Publikationsrepositorium - Helmholtz-Zentrum Dresden-Rossendorf

Purpose/Objective:

Comprehensive assessment of range uncertainties in particle treatment planning for a dual-energy CT (DECT) based direct stopping-power prediction (DirectSPR) suitable for clinical implementation.

Material/methods:

The DirectSPR approach, thoroughly validated in prior work and jointly implemented with Siemens Healthineers in a prototype, is characterised by a patient-size dependent model calibration and patient-individual consideration of tissue variability. Uncertainties of this DECT-based approach were quantified regarding image acquisition, modelling and miscellaneous sources (Fig.1) and propagated to the overall range uncertainty via the GUM guideline (Guide to the expression of uncertainty in measurement). Model calibration and validation was based on a multitude of CT scans for phantoms with varying geometries. The resulting overall uncertainty was determined for different clinically relevant tumour entities, separated into an absolute term (for five treatment sites) and a term relative to the particle range (for head, lung and pelvic region).

Results:

The relative range uncertainty (1.5𝜎) was 1.7%, 2.0% and 2.0% for the head, lung and pelvic region, respectively.
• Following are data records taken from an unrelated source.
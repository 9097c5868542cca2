//! Generational slot arena with stable indices.
//!
//! Slots provide insert/remove/get where an index stays valid until its
//! value is removed. Removed slots are reused LIFO. Each slot carries a
//! generation that is bumped on every removal, so an `(index, generation)`
//! pair taken before a removal never resolves to a later occupant of the
//! same slot.
//!
//! Backing storage is a `Vec` and grows by amortized doubling.

use core::marker::PhantomData;

/// Reserved index. Never handed out by [`Slots::insert`].
pub(crate) const NONE: u32 = u32::MAX;

pub(crate) enum Entry<T> {
    Occupied { generation: u32, value: T },
    Vacant { generation: u32, next_free: u32 },
}

pub(crate) struct Slots<T> {
    entries: Vec<Entry<T>>,
    /// Head of the free stack threaded through vacant entries.
    free_head: u32,
    len: usize,
}

impl<T> Slots<T> {
    pub(crate) const fn new() -> Self {
        Self {
            entries: Vec::new(),
            free_head: NONE,
            len: 0,
        }
    }

    pub(crate) fn with_capacity(capacity: usize) -> Self {
        Self {
            entries: Vec::with_capacity(capacity),
            free_head: NONE,
            len: 0,
        }
    }

    #[inline]
    pub(crate) fn len(&self) -> usize {
        self.len
    }

    #[inline]
    pub(crate) fn capacity(&self) -> usize {
        self.entries.capacity()
    }

    /// Inserts a value, returning its `(index, generation)`.
    ///
    /// # Panics
    ///
    /// Panics if more than `u32::MAX - 1` slots would be needed.
    pub(crate) fn insert(&mut self, value: T) -> (u32, u32) {
        if self.free_head != NONE {
            let index = self.free_head;
            let slot = &mut self.entries[index as usize];
            let generation = match *slot {
                Entry::Vacant {
                    generation,
                    next_free,
                } => {
                    self.free_head = next_free;
                    generation
                }
                Entry::Occupied { .. } => unreachable!("free stack points at occupied slot"),
            };
            *slot = Entry::Occupied { generation, value };
            self.len += 1;
            return (index, generation);
        }

        let index = self.entries.len();
        assert!(index < NONE as usize, "slot capacity overflow");
        self.entries.push(Entry::Occupied {
            generation: 0,
            value,
        });
        self.len += 1;
        (index as u32, 0)
    }

    /// Returns `true` if `index` is occupied at `generation`.
    #[inline]
    pub(crate) fn contains(&self, index: u32, generation: u32) -> bool {
        matches!(
            self.entries.get(index as usize),
            Some(Entry::Occupied { generation: g, .. }) if *g == generation
        )
    }

    /// Returns the value at `index` if it is occupied at `generation`.
    #[inline]
    pub(crate) fn get(&self, index: u32, generation: u32) -> Option<&T> {
        match self.entries.get(index as usize) {
            Some(Entry::Occupied { generation: g, value }) if *g == generation => Some(value),
            _ => None,
        }
    }

    /// Returns the value at `index` if it is occupied at `generation`.
    #[inline]
    pub(crate) fn get_mut(&mut self, index: u32, generation: u32) -> Option<&mut T> {
        match self.entries.get_mut(index as usize) {
            Some(Entry::Occupied { generation: g, value }) if *g == generation => Some(value),
            _ => None,
        }
    }

    /// Returns the current generation of an occupied slot.
    #[inline]
    pub(crate) fn generation(&self, index: u32) -> u32 {
        match self.entries[index as usize] {
            Entry::Occupied { generation, .. } => generation,
            Entry::Vacant { .. } => unreachable!("generation of vacant slot {index}"),
        }
    }

    /// Returns the occupied value at `index`.
    ///
    /// Callers only pass indices reached through live links.
    #[inline]
    pub(crate) fn at(&self, index: u32) -> &T {
        match &self.entries[index as usize] {
            Entry::Occupied { value, .. } => value,
            Entry::Vacant { .. } => unreachable!("link to vacant slot {index}"),
        }
    }

    /// Mutable counterpart of [`at`](Self::at).
    #[inline]
    pub(crate) fn at_mut(&mut self, index: u32) -> &mut T {
        match &mut self.entries[index as usize] {
            Entry::Occupied { value, .. } => value,
            Entry::Vacant { .. } => unreachable!("link to vacant slot {index}"),
        }
    }

    /// Removes the value at `index` if it is occupied at `generation`.
    pub(crate) fn remove(&mut self, index: u32, generation: u32) -> Option<T> {
        if !self.contains(index, generation) {
            return None;
        }
        self.take(index)
    }

    /// Removes whatever occupies `index`, bumping its generation.
    pub(crate) fn take(&mut self, index: u32) -> Option<T> {
        let slot = self.entries.get_mut(index as usize)?;
        let generation = match *slot {
            Entry::Occupied { generation, .. } => generation,
            Entry::Vacant { .. } => return None,
        };

        let vacant = Entry::Vacant {
            generation: generation.wrapping_add(1),
            next_free: self.free_head,
        };
        let Entry::Occupied { value, .. } = core::mem::replace(slot, vacant) else {
            unreachable!()
        };

        self.free_head = index;
        self.len -= 1;
        Some(value)
    }

    /// Grants disjoint mutable access to occupied slots for `'a`.
    pub(crate) fn raw(&mut self) -> RawSlots<'_, T> {
        RawSlots {
            ptr: self.entries.as_mut_ptr(),
            len: self.entries.len(),
            _marker: PhantomData,
        }
    }
}

/// Mutable view over slot entries that can hand out `&'a mut T` for
/// distinct indices at the same time.
pub(crate) struct RawSlots<'a, T> {
    ptr: *mut Entry<T>,
    len: usize,
    _marker: PhantomData<&'a mut Entry<T>>,
}

impl<'a, T> RawSlots<'a, T> {
    /// Returns the occupied value at `index`.
    ///
    /// # Safety
    ///
    /// `index` must be occupied and must not be requested again while the
    /// returned reference is alive.
    #[inline]
    pub(crate) unsafe fn at_mut(&mut self, index: u32) -> &'a mut T {
        let i = index as usize;
        assert!(i < self.len, "slot index out of bounds");
        // Safety: in bounds, and the caller guarantees no aliasing
        match unsafe { &mut *self.ptr.add(i) } {
            Entry::Occupied { value, .. } => value,
            Entry::Vacant { .. } => unreachable!("link to vacant slot {index}"),
        }
    }
}

#[cfg(test)]
mod tests {
    use super::*;

    #[test]
    fn insert_get_remove() {
        let mut slots: Slots<u64> = Slots::new();
        let (a, ga) = slots.insert(1);
        let (b, gb) = slots.insert(2);

        assert_eq!(slots.len(), 2);
        assert_eq!(slots.get(a, ga), Some(&1));
        assert_eq!(slots.get(b, gb), Some(&2));

        assert_eq!(slots.remove(a, ga), Some(1));
        assert_eq!(slots.len(), 1);
        assert_eq!(slots.get(a, ga), None);
        assert_eq!(slots.remove(a, ga), None);
    }

    #[test]
    fn reuse_bumps_generation() {
        let mut slots: Slots<&str> = Slots::with_capacity(4);
        let (a, ga) = slots.insert("first");
        slots.remove(a, ga);

        let (b, gb) = slots.insert("second");
        assert_eq!(a, b, "slot reused");
        assert_ne!(ga, gb);
        assert_eq!(slots.get(a, ga), None);
        assert_eq!(slots.get(b, gb), Some(&"second"));
    }

    #[test]
    fn free_stack_is_lifo() {
        let mut slots: Slots<u32> = Slots::new();
        let keys: Vec<_> = (0..4).map(|i| slots.insert(i)).collect();
        slots.remove(keys[1].0, keys[1].1);
        slots.remove(keys[3].0, keys[3].1);

        assert_eq!(slots.insert(10).0, keys[3].0);
        assert_eq!(slots.insert(11).0, keys[1].0);
        assert_eq!(slots.insert(12).0, 4);
    }

    #[test]
    fn get_mut_checks_generation() {
        let mut slots: Slots<u32> = Slots::new();
        let (a, ga) = slots.insert(5);
        *slots.get_mut(a, ga).unwrap() += 1;
        assert_eq!(*slots.at(a), 6);
        assert!(slots.get_mut(a, ga.wrapping_add(1)).is_none());
        assert!(slots.get_mut(99, 0).is_none());
    }

    #[test]
    fn take_vacant_is_none() {
        let mut slots: Slots<u8> = Slots::new();
        let (a, _) = slots.insert(1);
        assert_eq!(slots.take(a), Some(1));
        assert_eq!(slots.take(a), None);
        assert_eq!(slots.take(7), None);
    }

    #[test]
    fn raw_gives_disjoint_access() {
        let mut slots: Slots<u32> = Slots::new();
        let (a, _) = slots.insert(1);
        let (b, _) = slots.insert(2);

        let mut raw = slots.raw();
        // Safety: a != b, both occupied
        let (x, y) = unsafe { (raw.at_mut(a), raw.at_mut(b)) };
        core::mem::swap(x, y);

        assert_eq!(*slots.at(a), 2);
        assert_eq!(*slots.at(b), 1);
    }
}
The absolute term was between 2.5mm (brain) and 3.5mm (head&neck, pancreas). In comparison to the safety margin currently applied in treatment planning based on single-energy CT (3.5%+2mm), the overall range accuracy is increased for beam paths with a water-equivalent thickness above 30mm (70mm) in the head (body) region (Fig.2).

Conclusion:

The uncertainty in particle range calculation is reduced by patient-individual DECT-based stopping-power prediction. The obtained range uncertainties are directly applicable to the currently ongoing clinical implementation of DirectSPR for routine treatment planning at our institution and will result in a dose reduction in normal tissue.